+++ Records for this task +++

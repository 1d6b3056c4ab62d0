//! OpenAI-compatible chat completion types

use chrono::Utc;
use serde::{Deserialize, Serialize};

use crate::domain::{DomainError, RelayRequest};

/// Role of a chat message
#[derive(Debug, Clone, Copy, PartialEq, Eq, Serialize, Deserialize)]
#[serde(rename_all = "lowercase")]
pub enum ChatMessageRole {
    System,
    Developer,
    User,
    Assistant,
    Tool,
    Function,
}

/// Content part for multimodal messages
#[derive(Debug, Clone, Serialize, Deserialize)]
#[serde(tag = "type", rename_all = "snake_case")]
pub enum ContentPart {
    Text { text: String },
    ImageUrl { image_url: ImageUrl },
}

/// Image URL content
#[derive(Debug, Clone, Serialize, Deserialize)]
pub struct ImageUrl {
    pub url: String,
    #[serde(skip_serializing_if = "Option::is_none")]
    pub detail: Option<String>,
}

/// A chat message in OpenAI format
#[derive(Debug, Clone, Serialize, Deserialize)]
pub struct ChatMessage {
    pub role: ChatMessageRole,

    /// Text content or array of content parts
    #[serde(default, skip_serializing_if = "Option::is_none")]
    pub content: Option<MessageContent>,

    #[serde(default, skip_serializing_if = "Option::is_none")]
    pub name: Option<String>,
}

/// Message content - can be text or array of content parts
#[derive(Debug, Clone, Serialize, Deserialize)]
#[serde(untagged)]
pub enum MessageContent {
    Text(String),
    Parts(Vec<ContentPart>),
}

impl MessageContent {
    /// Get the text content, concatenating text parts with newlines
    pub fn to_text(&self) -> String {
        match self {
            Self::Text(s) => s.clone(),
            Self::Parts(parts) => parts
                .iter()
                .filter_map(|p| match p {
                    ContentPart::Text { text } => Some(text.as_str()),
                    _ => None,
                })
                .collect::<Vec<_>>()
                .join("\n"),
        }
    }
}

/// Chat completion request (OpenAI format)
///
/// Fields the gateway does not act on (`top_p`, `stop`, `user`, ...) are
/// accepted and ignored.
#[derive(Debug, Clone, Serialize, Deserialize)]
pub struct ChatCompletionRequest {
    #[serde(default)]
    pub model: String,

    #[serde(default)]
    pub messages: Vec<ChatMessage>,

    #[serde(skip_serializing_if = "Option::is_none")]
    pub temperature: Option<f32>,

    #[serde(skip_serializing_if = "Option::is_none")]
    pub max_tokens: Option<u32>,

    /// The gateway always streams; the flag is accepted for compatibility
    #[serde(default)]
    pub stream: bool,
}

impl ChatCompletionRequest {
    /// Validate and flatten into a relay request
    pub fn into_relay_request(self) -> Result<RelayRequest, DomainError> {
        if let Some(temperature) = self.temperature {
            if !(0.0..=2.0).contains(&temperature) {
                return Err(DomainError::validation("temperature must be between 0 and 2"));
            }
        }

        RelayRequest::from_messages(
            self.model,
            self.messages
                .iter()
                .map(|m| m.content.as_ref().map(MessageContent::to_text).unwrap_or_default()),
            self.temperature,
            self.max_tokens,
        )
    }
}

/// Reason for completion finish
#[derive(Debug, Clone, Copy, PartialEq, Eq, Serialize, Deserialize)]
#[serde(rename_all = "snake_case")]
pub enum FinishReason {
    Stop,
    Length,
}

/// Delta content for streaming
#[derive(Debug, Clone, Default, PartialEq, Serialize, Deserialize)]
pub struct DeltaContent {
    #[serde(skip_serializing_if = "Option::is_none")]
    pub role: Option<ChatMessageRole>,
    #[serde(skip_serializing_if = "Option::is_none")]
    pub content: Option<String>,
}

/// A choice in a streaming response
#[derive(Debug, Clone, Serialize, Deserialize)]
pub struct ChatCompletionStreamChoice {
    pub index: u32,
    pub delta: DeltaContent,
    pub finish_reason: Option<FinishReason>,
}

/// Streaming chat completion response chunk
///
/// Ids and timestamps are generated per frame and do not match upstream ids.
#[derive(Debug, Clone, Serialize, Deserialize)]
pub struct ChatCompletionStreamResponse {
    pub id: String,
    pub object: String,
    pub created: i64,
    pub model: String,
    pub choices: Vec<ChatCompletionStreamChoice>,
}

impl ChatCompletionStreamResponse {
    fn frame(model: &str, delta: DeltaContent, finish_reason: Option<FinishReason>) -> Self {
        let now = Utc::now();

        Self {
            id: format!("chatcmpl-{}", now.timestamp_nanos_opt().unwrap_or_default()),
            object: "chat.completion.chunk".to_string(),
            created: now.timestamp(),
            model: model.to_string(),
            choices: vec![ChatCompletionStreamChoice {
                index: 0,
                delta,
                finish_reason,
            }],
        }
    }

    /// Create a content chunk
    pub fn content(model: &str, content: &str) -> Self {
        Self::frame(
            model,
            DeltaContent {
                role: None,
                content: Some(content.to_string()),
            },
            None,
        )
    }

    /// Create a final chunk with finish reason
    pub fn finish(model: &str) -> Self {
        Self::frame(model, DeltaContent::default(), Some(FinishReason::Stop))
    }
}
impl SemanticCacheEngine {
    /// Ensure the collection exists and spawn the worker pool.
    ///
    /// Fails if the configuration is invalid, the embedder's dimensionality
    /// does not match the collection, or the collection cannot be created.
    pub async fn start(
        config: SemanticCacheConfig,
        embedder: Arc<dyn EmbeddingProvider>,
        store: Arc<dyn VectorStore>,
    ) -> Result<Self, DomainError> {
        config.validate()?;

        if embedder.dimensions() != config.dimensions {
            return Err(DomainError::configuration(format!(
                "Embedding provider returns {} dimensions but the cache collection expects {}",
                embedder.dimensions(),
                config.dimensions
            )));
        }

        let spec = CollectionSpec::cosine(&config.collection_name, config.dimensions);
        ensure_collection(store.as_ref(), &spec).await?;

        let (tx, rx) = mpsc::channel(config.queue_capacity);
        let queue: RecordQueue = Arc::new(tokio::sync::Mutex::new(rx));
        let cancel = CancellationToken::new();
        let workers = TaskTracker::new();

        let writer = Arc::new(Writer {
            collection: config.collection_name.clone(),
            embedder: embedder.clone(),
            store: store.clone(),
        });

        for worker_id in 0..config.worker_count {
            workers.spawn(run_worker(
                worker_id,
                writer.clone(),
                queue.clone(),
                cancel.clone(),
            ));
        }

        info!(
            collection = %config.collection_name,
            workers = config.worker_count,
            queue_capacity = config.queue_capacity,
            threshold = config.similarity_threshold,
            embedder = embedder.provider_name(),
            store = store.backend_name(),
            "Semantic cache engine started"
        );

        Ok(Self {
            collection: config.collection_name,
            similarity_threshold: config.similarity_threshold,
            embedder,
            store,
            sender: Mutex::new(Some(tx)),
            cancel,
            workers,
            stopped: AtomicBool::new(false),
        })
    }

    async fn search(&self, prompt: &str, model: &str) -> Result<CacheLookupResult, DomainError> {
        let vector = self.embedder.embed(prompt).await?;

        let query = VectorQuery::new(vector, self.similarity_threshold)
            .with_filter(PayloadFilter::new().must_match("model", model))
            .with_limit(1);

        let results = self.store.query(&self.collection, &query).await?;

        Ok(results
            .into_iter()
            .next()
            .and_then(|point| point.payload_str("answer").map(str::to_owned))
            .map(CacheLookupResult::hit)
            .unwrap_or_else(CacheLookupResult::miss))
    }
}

+++
+++ Records for this task +++

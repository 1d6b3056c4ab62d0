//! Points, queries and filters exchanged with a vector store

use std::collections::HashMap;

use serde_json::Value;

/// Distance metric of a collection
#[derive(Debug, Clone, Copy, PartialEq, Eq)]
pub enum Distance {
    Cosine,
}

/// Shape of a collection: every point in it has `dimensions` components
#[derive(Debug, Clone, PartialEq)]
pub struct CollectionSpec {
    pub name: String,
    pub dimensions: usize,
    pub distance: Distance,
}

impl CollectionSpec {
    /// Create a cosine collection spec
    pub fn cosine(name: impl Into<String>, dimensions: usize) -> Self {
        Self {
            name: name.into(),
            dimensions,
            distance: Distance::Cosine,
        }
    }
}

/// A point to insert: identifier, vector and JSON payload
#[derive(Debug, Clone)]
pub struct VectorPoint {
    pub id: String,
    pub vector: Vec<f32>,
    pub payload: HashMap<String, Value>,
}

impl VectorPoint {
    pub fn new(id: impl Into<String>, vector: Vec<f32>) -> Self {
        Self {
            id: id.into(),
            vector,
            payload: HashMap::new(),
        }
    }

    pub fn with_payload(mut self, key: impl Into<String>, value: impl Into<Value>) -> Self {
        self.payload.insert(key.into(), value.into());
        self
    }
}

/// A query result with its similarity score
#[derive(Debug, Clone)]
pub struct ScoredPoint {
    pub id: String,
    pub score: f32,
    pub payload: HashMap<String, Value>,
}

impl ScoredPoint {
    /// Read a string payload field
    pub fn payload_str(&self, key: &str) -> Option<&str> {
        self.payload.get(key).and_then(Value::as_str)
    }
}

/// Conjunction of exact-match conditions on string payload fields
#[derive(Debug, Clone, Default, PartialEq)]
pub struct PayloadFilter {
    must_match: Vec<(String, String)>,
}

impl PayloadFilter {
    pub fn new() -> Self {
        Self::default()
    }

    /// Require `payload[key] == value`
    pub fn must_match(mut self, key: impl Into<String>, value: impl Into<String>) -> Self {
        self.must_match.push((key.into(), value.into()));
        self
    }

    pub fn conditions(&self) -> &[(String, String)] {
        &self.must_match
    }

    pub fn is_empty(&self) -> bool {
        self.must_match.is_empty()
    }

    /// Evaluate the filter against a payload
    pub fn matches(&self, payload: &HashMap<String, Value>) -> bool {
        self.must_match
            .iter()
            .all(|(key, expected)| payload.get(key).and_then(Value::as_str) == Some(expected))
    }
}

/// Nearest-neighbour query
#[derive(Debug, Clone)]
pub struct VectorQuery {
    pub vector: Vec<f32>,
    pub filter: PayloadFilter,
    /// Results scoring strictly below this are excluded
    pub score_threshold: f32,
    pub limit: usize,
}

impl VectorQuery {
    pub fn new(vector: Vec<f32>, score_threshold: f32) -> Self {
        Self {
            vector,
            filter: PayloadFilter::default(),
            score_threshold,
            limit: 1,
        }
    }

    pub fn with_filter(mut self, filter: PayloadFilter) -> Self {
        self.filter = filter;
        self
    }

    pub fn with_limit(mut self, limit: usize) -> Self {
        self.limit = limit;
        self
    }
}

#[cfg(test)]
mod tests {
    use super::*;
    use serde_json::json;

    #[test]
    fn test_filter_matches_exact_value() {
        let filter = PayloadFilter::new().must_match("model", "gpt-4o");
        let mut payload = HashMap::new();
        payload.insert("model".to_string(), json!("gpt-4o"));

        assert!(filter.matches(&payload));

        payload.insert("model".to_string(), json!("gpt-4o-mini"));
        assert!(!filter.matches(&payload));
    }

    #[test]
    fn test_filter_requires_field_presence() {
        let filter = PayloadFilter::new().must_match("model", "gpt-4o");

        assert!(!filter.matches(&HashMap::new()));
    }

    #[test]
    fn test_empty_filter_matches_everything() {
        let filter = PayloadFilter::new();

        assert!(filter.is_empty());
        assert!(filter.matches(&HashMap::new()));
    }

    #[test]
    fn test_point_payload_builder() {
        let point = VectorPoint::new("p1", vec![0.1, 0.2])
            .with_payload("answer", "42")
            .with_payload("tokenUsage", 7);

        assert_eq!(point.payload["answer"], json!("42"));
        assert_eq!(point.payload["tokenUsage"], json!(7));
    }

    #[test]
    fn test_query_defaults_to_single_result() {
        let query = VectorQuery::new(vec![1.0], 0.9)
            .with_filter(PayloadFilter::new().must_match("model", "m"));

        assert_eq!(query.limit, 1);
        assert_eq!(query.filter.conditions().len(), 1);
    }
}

+++
+++ Records for this task +++

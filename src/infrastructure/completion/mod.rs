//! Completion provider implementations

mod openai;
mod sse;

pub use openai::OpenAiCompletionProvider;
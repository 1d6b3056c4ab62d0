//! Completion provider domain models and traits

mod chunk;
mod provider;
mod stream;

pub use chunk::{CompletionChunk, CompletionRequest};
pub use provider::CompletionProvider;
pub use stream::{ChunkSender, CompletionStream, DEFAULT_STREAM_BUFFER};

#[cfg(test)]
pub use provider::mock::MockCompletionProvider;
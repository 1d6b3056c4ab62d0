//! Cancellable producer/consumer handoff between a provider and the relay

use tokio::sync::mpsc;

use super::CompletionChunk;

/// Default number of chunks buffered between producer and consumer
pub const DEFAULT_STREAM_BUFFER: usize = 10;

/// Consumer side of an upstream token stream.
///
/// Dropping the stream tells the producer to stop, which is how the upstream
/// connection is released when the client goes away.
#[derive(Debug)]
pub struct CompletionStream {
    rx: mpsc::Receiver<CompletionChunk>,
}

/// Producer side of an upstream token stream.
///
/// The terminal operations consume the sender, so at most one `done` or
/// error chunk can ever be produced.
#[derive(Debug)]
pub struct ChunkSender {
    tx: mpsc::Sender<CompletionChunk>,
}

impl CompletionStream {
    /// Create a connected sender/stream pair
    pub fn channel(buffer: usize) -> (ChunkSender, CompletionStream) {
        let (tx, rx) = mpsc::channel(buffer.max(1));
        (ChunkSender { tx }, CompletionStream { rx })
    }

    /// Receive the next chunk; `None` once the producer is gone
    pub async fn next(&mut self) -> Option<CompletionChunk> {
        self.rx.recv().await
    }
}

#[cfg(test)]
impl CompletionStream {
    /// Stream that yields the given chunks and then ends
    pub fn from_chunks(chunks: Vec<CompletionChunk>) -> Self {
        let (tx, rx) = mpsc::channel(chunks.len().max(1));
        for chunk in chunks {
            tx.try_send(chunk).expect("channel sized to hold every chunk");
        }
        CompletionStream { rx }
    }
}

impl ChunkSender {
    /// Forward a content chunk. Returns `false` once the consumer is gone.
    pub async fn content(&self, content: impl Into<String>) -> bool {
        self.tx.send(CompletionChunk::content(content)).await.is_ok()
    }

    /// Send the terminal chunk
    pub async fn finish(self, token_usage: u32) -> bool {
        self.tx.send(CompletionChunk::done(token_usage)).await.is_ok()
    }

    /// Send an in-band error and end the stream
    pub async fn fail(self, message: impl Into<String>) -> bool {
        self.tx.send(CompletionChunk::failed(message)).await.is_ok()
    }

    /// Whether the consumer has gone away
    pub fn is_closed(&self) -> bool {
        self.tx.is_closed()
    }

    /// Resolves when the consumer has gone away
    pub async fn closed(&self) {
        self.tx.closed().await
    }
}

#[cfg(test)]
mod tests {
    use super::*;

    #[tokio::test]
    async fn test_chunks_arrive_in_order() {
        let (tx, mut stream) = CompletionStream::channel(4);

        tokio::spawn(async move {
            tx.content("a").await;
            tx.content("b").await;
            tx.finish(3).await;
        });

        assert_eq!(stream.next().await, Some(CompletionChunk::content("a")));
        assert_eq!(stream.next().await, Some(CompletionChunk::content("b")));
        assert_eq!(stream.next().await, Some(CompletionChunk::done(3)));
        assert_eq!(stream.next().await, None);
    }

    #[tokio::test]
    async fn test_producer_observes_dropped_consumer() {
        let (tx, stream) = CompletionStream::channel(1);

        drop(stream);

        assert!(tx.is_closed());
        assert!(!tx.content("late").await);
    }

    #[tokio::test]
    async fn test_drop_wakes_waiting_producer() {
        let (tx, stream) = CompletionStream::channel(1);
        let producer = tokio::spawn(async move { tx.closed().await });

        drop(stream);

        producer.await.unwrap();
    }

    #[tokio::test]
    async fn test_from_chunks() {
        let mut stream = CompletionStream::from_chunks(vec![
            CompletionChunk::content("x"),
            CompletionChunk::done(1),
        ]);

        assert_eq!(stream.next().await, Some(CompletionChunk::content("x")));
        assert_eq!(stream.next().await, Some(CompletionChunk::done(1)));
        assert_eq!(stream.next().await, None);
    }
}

+++

**What you need to do**
Show, from the listing above, each line that contains the word "terminal".

**Answer box**
/// The terminal operations consume the sender, so at most one `done` or
    /// Send the terminal chunk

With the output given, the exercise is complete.